• **Saved data entries**
#####
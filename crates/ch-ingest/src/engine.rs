//! Ingest engine: the caller-facing verbs and the active-session registry.

use std::collections::HashMap;
use std::sync::Arc;
use std::time::Instant;

use serde::{Deserialize, Serialize};
use tokio::sync::RwLock;
use tracing::{debug, info, warn};

use crate::adapters::AdapterCatalog;
use crate::archive::{JsonFileArchive, NoOpArchive, SessionArchive, SessionRecord};
use crate::classify::{classify, ErrorReport};
use crate::config::validation::{
    validate_columns, validate_endpoint, validate_location, validate_pair,
};
use crate::config::{Config, EngineConfig, SourceConfig, TargetConfig};
use crate::core::{CallContext, ColumnDescriptor, CredentialSupplier, StaticCredential, TargetSystem};
use crate::error::{IngestError, Result, ValidationError};
use crate::join::{JoinPlan, JoinSpec};
use crate::preview::{self, Preview};
use crate::schema;
use crate::transfer::{ProgressReport, SessionId, SessionRunner, TransferSession};

/// Result of probing source and target.
#[derive(Debug, Clone, Serialize, Deserialize)]
pub struct HealthCheckResult {
    pub source_connected: bool,
    pub source_latency_ms: u64,
    #[serde(skip_serializing_if = "Option::is_none")]
    pub source_error: Option<ErrorReport>,
    pub target_connected: bool,
    pub target_latency_ms: u64,
    #[serde(skip_serializing_if = "Option::is_none")]
    pub target_error: Option<ErrorReport>,
    pub healthy: bool,
}

/// Orchestrates schema resolution, previews and transfer sessions.
///
/// Sessions share nothing but this registry. Every terminal session stays
/// queryable until [`IngestEngine::release`] is called for it.
pub struct IngestEngine {
    catalog: Arc<AdapterCatalog>,
    credentials: Arc<dyn CredentialSupplier>,
    config: EngineConfig,
    sessions: RwLock<HashMap<SessionId, TransferSession>>,
    archive: Arc<dyn SessionArchive>,
}

impl IngestEngine {
    /// Engine with the built-in adapters, no bearer supplier and, when
    /// `archive_path` is set, a JSON-lines archive.
    pub fn new(config: EngineConfig) -> Self {
        let archive: Arc<dyn SessionArchive> = match &config.archive_path {
            Some(path) => Arc::new(JsonFileArchive::new(path.clone())),
            None => Arc::new(NoOpArchive::new()),
        };
        Self {
            catalog: Arc::new(AdapterCatalog::with_builtins()),
            credentials: Arc::new(StaticCredential::none()),
            config,
            sessions: RwLock::new(HashMap::new()),
            archive,
        }
    }

    /// Engine configured from a loaded [`Config`].
    pub fn from_config(config: &Config) -> Self {
        Self::new(config.engine.clone())
    }

    pub fn with_catalog(mut self, catalog: AdapterCatalog) -> Self {
        self.catalog = Arc::new(catalog);
        self
    }

    pub fn with_credentials(mut self, credentials: Arc<dyn CredentialSupplier>) -> Self {
        self.credentials = credentials;
        self
    }

    pub fn with_archive(mut self, archive: Arc<dyn SessionArchive>) -> Self {
        self.archive = archive;
        self
    }

    pub fn config(&self) -> &EngineConfig {
        &self.config
    }

    /// Context carrying the supplier's bearer value. Adapters fall back to
    /// their configured credential when it is absent.
    fn context(&self) -> CallContext {
        CallContext::new(self.credentials.bearer())
    }

    /// Probe source and target connectivity.
    pub async fn check_connections(
        &self,
        source: &SourceConfig,
        target: &TargetConfig,
    ) -> Result<HealthCheckResult> {
        validate_location("source", source)?;
        validate_endpoint("target", target)?;

        let source_adapter = self.catalog.source(source, &self.config)?;
        let target_adapter = self.catalog.target(target, &self.config)?;
        let ctx = self.context();

        let start = Instant::now();
        let source_result = source_adapter.check_connection(&ctx).await;
        let source_latency_ms = start.elapsed().as_millis() as u64;

        let start = Instant::now();
        let target_result = target_adapter.check_connection(&ctx).await;
        let target_latency_ms = start.elapsed().as_millis() as u64;

        let result = HealthCheckResult {
            source_connected: source_result.is_ok(),
            source_latency_ms,
            source_error: source_result.err().as_ref().map(classify),
            target_connected: target_result.is_ok(),
            target_latency_ms,
            target_error: target_result.err().as_ref().map(classify),
            healthy: false,
        };
        Ok(HealthCheckResult {
            healthy: result.source_connected && result.target_connected,
            ..result
        })
    }

    /// Tables the source can read. A flat file presents one table named
    /// after its file stem.
    pub async fn list_tables(&self, source: &SourceConfig) -> Result<Vec<String>> {
        validate_location("source", source)?;
        let adapter = self.catalog.source(source, &self.config)?;
        let mut tables = adapter.list_tables(&self.context()).await?;
        tables.sort();
        debug!("Listed {} tables from {}", tables.len(), source.describe());
        Ok(tables)
    }

    /// Unified column list of a table or join.
    pub async fn resolve_schema(
        &self,
        source: &SourceConfig,
        join: Option<&JoinSpec>,
    ) -> Result<Vec<ColumnDescriptor>> {
        validate_endpoint("source", source)?;
        let plan = plan_for(source, join)?;
        let scope = schema::read_scope(source, plan.as_ref())?;

        let adapter = self.catalog.source(source, &self.config)?;
        let columns = schema::resolve(adapter.as_ref(), &self.context(), &scope).await?;
        info!("Resolved {} columns from {}", columns.len(), source.describe());
        Ok(columns)
    }

    /// Sample selected columns, checked against the opposite system.
    pub async fn preview(
        &self,
        source: &SourceConfig,
        columns: &[String],
        join: Option<&JoinSpec>,
    ) -> Result<Preview> {
        self.preview_for_target(source, columns, join, source.system().opposite())
            .await
    }

    /// Sample selected columns, checked against `target`.
    pub async fn preview_for_target(
        &self,
        source: &SourceConfig,
        columns: &[String],
        join: Option<&JoinSpec>,
        target: TargetSystem,
    ) -> Result<Preview> {
        validate_endpoint("source", source)?;
        validate_columns(columns)?;
        let plan = plan_for(source, join)?;
        let scope = schema::read_scope(source, plan.as_ref())?;

        let adapter = self.catalog.source(source, &self.config)?;
        let ctx = self.context();
        let resolved = schema::resolve(adapter.as_ref(), &ctx, &scope).await?;

        preview::sample(
            adapter.as_ref(),
            &ctx,
            scope,
            &resolved,
            columns,
            self.config.sample_size,
            target,
        )
        .await
    }

    /// Validate the request and start a session in the background.
    ///
    /// Not idempotent: every call creates a new session.
    pub async fn start_transfer(
        &self,
        source: SourceConfig,
        target: TargetConfig,
        columns: Vec<String>,
        join: Option<JoinSpec>,
    ) -> Result<SessionId> {
        validate_endpoint("source", &source)?;
        validate_endpoint("target", &target)?;
        validate_pair(&source, &target)?;
        validate_columns(&columns)?;
        let plan = plan_for(&source, join.as_ref())?;
        // Multi-table database sources without a join are rejected here too.
        schema::read_scope(&source, plan.as_ref())?;

        let id = SessionId::generate();
        let ctx = self.context();
        info!(
            "Starting session {}: {} -> {} ({} columns)",
            id,
            source.describe(),
            target.describe(),
            columns.len()
        );

        let session = SessionRunner::new(
            self.catalog.clone(),
            self.config.clone(),
            source,
            target,
            columns,
            plan,
            ctx,
        )
        .spawn(id.clone());

        self.sessions.write().await.insert(id.clone(), session);
        Ok(id)
    }

    /// Current progress of a session.
    pub async fn get_progress(&self, id: &SessionId) -> Result<ProgressReport> {
        let sessions = self.sessions.read().await;
        let session = sessions
            .get(id)
            .ok_or_else(|| IngestError::SessionNotFound(id.to_string()))?;
        Ok(session.report())
    }

    /// Request cancellation; takes effect at the next batch boundary.
    pub async fn cancel(&self, id: &SessionId) -> Result<()> {
        let sessions = self.sessions.read().await;
        let session = sessions
            .get(id)
            .ok_or_else(|| IngestError::SessionNotFound(id.to_string()))?;
        session.cancel()?;
        warn!("Cancellation requested for session {}", id);
        Ok(())
    }

    /// Wait until the session reaches a terminal state.
    pub async fn wait(&self, id: &SessionId) -> Result<ProgressReport> {
        let mut progress = {
            let sessions = self.sessions.read().await;
            sessions
                .get(id)
                .ok_or_else(|| IngestError::SessionNotFound(id.to_string()))?
                .subscribe()
        };

        loop {
            let snapshot = progress.borrow_and_update().clone();
            if snapshot.state.is_terminal() {
                return Ok(ProgressReport::from_snapshot(id.clone(), &snapshot));
            }
            if progress.changed().await.is_err() {
                // Runner gone without a terminal state; report what is left.
                let snapshot = progress.borrow().clone();
                return Ok(ProgressReport::from_snapshot(id.clone(), &snapshot));
            }
        }
    }

    /// Remove a terminal session from the registry and archive it.
    pub async fn release(&self, id: &SessionId) -> Result<ProgressReport> {
        let session = {
            let mut sessions = self.sessions.write().await;
            let session = sessions
                .get(id)
                .ok_or_else(|| IngestError::SessionNotFound(id.to_string()))?;
            let state = session.state();
            if !state.is_terminal() {
                return Err(IngestError::SessionActive {
                    id: id.to_string(),
                    state,
                });
            }
            sessions
                .remove(id)
                .ok_or_else(|| IngestError::SessionNotFound(id.to_string()))?
        };

        let report = session.report();
        let record = SessionRecord::from_report(
            &report,
            session.source(),
            session.target(),
            session.columns(),
            session.join_fingerprint(),
        );
        if let Err(e) = self.archive.store(&record).await {
            warn!(
                "Failed to archive session {} ({}): {}",
                id,
                self.archive.backend_type(),
                e
            );
        }
        debug!("Released session {}", id);
        Ok(report)
    }

    /// Ids of every session still in the registry.
    pub async fn active_sessions(&self) -> Vec<SessionId> {
        let mut ids: Vec<SessionId> = self.sessions.read().await.keys().cloned().collect();
        ids.sort();
        ids
    }
}

/// Validate a join spec for `source` and build its plan.
fn plan_for(source: &SourceConfig, join: Option<&JoinSpec>) -> Result<Option<JoinPlan>> {
    match join {
        None => Ok(None),
        Some(_) if source.system() == TargetSystem::FlatFile => {
            Err(ValidationError::JoinOnFlatFile.into())
        }
        Some(spec) => Ok(Some(spec.plan()?)),
    }
}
#####
• **YOUR TASK**
Look over the records. Copy the lines that include the word "IngestError".

• **SOLUTION TO THE PROBLEM**
use crate::error::{IngestError, Result, ValidationError};
            .ok_or_else(|| IngestError::SessionNotFound(id.to_string()))?;
            .ok_or_else(|| IngestError::SessionNotFound(id.to_string()))?;
                .ok_or_else(|| IngestError::SessionNotFound(id.to_string()))?
                .ok_or_else(|| IngestError::SessionNotFound(id.to_string()))?;
                return Err(IngestError::SessionActive {
                .ok_or_else(|| IngestError::SessionNotFound(id.to_string()))?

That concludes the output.